◆ The problem
Set each line of the data down exactly, please.

◆ Records for the task
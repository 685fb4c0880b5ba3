use std::sync::atomic::{AtomicBool, Ordering};
use std::sync::Arc;

use super::block::BlockData;
use super::hash;

/// Default difficulty: the hash must start with four zero characters
pub const DEFAULT_DIFFICULTY_PREFIX: &str = "0000";

/// Shared flag used to abandon an in-flight nonce search.
///
/// Once triggered the flag stays set; a new search needs a new flag.
#[derive(Debug, Clone, Default)]
pub struct CancelFlag(Arc<AtomicBool>);

impl CancelFlag {
    pub fn new() -> Self {
        CancelFlag(Arc::new(AtomicBool::new(false)))
    }

    /// Signals every search holding this flag to stop
    pub fn cancel(&self) {
        self.0.store(true, Ordering::SeqCst);
    }

    pub fn is_cancelled(&self) -> bool {
        self.0.load(Ordering::SeqCst)
    }
}

/// Triggers the wrapped flag when dropped, so a search outlives no one waiting on it
#[derive(Debug)]
pub struct CancelOnDrop(CancelFlag);

impl CancelOnDrop {
    pub fn new(flag: CancelFlag) -> Self {
        CancelOnDrop(flag)
    }
}

impl Drop for CancelOnDrop {
    fn drop(&mut self) {
        self.0.cancel();
    }
}

/// Brute-force nonce search against a fixed hash prefix
#[derive(Debug, Clone, PartialEq, Eq)]
pub struct ProofOfWork {
    prefix: String,
}

impl Default for ProofOfWork {
    fn default() -> Self {
        ProofOfWork::new(DEFAULT_DIFFICULTY_PREFIX)
    }
}

impl ProofOfWork {
    pub fn new(prefix: impl Into<String>) -> Self {
        ProofOfWork { prefix: prefix.into() }
    }

    pub fn prefix(&self) -> &str {
        &self.prefix
    }

    /// Returns true if `hash` meets the difficulty
    pub fn is_satisfied(&self, hash: &str) -> bool {
        hash.starts_with(&self.prefix)
    }

    /// Finds the first nonce, counting up from zero, whose digest meets the difficulty
    ///
    /// Runs until a nonce is found; expected work grows 16x per prefix character.
    ///
    /// # Arguments
    ///
    /// * `previous_hash` - Hash of the block being extended
    /// * `payload` - Index and transactions of the block being mined
    ///
    /// # Returns
    ///
    /// The smallest satisfying nonce
    pub fn solve(&self, previous_hash: &str, payload: &BlockData<'_>) -> u64 {
        let mut nonce = 0;
        while !self.is_satisfied(&hash::digest(previous_hash, payload, nonce)) {
            nonce += 1;
        }
        nonce
    }

    /// Same search as [`ProofOfWork::solve`], checking `stop` before every
    /// attempt and returning `None` once it reports true
    pub fn solve_until(
        &self,
        previous_hash: &str,
        payload: &BlockData<'_>,
        stop: impl Fn() -> bool,
    ) -> Option<u64> {
        let mut nonce = 0;
        loop {
            if stop() {
                return None;
            }
            if self.is_satisfied(&hash::digest(previous_hash, payload, nonce)) {
                return Some(nonce);
            }
            nonce += 1;
        }
    }
}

◆ Answer to this exercise
repository 685fb4c0880b5ba3
use std::sync::atomic::{AtomicBool, Ordering};
use std::sync::Arc;

use super::block::BlockData;
use super::hash;

/// Default difficulty: the hash must start with four zero characters
pub const DEFAULT_DIFFICULTY_PREFIX: &str = "0000";

/// Shared flag used to abandon an in-flight nonce search.
///
/// Once triggered the flag stays set; a new search needs a new flag.
#[derive(Debug, Clone, Default)]
pub struct CancelFlag(Arc<AtomicBool>);

impl CancelFlag {
    pub fn new() -> Self {
        CancelFlag(Arc::new(AtomicBool::new(false)))
    }

    /// Signals every search holding this flag to stop
    pub fn cancel(&self) {
        self.0.store(true, Ordering::SeqCst);
    }

    pub fn is_cancelled(&self) -> bool {
        self.0.load(Ordering::SeqCst)
    }
}

/// Triggers the wrapped flag when dropped, so a search outlives no one waiting on it
#[derive(Debug)]
pub struct CancelOnDrop(CancelFlag);

impl CancelOnDrop {
    pub fn new(flag: CancelFlag) -> Self {
        CancelOnDrop(flag)
    }
}

impl Drop for CancelOnDrop {
    fn drop(&mut self) {
        self.0.cancel();
    }
}

/// Brute-force nonce search against a fixed hash prefix
#[derive(Debug, Clone, PartialEq, Eq)]
pub struct ProofOfWork {
    prefix: String,
}

impl Default for ProofOfWork {
    fn default() -> Self {
        ProofOfWork::new(DEFAULT_DIFFICULTY_PREFIX)
    }
}

impl ProofOfWork {
    pub fn new(prefix: impl Into<String>) -> Self {
        ProofOfWork { prefix: prefix.into() }
    }

    pub fn prefix(&self) -> &str {
        &self.prefix
    }

    /// Returns true if `hash` meets the difficulty
    pub fn is_satisfied(&self, hash: &str) -> bool {
        hash.starts_with(&self.prefix)
    }

    /// Finds the first nonce, counting up from zero, whose digest meets the difficulty
    ///
    /// Runs until a nonce is found; expected work grows 16x per prefix character.
    ///
    /// # Arguments
    ///
    /// * `previous_hash` - Hash of the block being extended
    /// * `payload` - Index and transactions of the block being mined
    ///
    /// # Returns
    ///
    /// The smallest satisfying nonce
    pub fn solve(&self, previous_hash: &str, payload: &BlockData<'_>) -> u64 {
        let mut nonce = 0;
        while !self.is_satisfied(&hash::digest(previous_hash, payload, nonce)) {
            nonce += 1;
        }
        nonce
    }

    /// Same search as [`ProofOfWork::solve`], checking `stop` before every
    /// attempt and returning `None` once it reports true
    pub fn solve_until(
        &self,
        previous_hash: &str,
        payload: &BlockData<'_>,
        stop: impl Fn() -> bool,
    ) -> Option<u64> {
        let mut nonce = 0;
        loop {
            if stop() {
                return None;
            }
            if self.is_satisfied(&hash::digest(previous_hash, payload, nonce)) {
                return Some(nonce);
            }
            nonce += 1;
        }
    }
}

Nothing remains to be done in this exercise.